When you reach the line containing "let mut lines = Vec::new();" in the entries below, begin reproducing lines exactly, and stop once the line containing "self.discarding = true;" is done.

### EXERCISE MATERIALS
============

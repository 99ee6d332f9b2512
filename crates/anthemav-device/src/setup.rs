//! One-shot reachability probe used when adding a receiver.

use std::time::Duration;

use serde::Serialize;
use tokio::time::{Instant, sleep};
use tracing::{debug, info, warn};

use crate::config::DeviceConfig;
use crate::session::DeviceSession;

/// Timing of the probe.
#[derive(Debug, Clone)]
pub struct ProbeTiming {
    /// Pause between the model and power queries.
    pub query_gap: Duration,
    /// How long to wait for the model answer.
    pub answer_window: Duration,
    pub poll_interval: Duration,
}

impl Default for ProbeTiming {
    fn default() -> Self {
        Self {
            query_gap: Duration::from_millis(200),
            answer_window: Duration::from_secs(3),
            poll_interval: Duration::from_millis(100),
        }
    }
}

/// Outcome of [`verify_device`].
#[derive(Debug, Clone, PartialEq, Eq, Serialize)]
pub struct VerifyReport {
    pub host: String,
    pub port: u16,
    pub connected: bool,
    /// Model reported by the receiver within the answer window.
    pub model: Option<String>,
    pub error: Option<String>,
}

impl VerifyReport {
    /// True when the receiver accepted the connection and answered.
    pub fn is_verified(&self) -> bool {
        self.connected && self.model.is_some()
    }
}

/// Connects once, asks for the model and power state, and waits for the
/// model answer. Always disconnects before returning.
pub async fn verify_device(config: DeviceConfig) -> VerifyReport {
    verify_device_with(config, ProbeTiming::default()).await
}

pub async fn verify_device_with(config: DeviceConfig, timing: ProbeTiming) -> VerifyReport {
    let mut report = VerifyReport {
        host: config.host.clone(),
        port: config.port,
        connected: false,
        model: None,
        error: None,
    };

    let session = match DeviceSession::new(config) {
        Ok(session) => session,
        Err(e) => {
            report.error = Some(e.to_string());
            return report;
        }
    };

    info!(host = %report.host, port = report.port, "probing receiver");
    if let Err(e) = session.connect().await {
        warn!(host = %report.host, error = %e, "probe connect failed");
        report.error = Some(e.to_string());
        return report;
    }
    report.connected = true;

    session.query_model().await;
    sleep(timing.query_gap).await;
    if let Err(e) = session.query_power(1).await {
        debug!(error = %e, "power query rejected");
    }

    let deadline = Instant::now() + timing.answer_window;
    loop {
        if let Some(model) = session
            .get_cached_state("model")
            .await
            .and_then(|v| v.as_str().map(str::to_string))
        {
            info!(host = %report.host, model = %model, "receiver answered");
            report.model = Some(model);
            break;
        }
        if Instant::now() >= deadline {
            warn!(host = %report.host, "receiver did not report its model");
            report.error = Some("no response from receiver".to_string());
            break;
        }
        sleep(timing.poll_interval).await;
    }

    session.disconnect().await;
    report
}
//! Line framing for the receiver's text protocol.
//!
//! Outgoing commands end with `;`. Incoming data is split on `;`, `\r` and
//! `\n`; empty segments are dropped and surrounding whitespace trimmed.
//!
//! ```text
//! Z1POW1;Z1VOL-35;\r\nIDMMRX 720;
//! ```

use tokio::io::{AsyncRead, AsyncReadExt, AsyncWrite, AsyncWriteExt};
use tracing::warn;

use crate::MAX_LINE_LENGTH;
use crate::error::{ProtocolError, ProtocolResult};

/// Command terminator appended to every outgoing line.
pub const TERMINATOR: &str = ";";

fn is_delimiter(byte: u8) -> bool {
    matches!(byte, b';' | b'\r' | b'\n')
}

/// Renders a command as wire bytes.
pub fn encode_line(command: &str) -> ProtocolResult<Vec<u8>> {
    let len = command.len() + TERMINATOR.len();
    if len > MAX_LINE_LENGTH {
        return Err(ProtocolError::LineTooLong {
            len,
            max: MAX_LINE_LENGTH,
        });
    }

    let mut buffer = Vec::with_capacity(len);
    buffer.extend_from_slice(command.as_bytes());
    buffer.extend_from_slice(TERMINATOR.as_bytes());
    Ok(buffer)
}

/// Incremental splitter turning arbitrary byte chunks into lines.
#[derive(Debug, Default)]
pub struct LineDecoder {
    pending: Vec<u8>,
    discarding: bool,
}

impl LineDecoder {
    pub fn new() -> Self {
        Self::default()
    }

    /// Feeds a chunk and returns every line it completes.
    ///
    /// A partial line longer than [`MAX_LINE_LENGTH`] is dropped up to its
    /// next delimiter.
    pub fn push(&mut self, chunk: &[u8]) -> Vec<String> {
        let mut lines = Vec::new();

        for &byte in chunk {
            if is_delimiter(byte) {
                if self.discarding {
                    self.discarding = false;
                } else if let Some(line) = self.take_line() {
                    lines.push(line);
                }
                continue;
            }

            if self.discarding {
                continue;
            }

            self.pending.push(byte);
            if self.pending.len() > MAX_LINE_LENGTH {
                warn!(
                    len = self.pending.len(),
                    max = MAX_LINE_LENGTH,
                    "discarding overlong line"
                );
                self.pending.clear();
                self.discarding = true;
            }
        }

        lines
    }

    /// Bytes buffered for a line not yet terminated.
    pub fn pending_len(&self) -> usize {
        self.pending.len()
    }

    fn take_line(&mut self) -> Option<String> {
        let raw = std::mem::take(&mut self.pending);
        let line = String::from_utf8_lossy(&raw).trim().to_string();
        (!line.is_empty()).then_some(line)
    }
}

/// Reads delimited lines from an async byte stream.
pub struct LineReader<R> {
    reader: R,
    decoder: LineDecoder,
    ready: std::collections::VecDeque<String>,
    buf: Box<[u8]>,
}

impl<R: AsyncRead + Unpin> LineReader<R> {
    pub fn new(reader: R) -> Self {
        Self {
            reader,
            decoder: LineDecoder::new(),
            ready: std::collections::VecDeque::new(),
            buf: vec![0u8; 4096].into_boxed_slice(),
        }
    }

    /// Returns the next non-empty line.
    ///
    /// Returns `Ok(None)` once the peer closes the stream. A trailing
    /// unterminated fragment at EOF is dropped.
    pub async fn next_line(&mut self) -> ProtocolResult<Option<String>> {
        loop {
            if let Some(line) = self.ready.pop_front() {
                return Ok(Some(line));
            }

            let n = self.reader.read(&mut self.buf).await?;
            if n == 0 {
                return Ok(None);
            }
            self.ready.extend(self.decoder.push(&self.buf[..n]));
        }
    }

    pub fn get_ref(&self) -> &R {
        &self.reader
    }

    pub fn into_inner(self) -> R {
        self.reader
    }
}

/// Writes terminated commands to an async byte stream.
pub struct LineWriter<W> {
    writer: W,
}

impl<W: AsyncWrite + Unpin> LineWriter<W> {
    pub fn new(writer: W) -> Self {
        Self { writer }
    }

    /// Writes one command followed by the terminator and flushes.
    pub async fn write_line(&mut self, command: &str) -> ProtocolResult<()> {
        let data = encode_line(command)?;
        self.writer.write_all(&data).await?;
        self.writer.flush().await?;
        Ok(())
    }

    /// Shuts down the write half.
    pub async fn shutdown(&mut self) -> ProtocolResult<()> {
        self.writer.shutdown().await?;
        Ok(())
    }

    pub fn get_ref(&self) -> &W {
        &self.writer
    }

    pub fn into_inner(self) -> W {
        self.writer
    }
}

============

### ANSWER SPACE
        let mut lines = Vec::new();

        for &byte in chunk {
            if is_delimiter(byte) {
                if self.discarding {
                    self.discarding = false;
                } else if let Some(line) = self.take_line() {
                    lines.push(line);
                }
                continue;
            }

            if self.discarding {
                continue;
            }

            self.pending.push(byte);
            if self.pending.len() > MAX_LINE_LENGTH {
                warn!(
                    len = self.pending.len(),
                    max = MAX_LINE_LENGTH,
                    "discarding overlong line"
                );
                self.pending.clear();
                self.discarding = true;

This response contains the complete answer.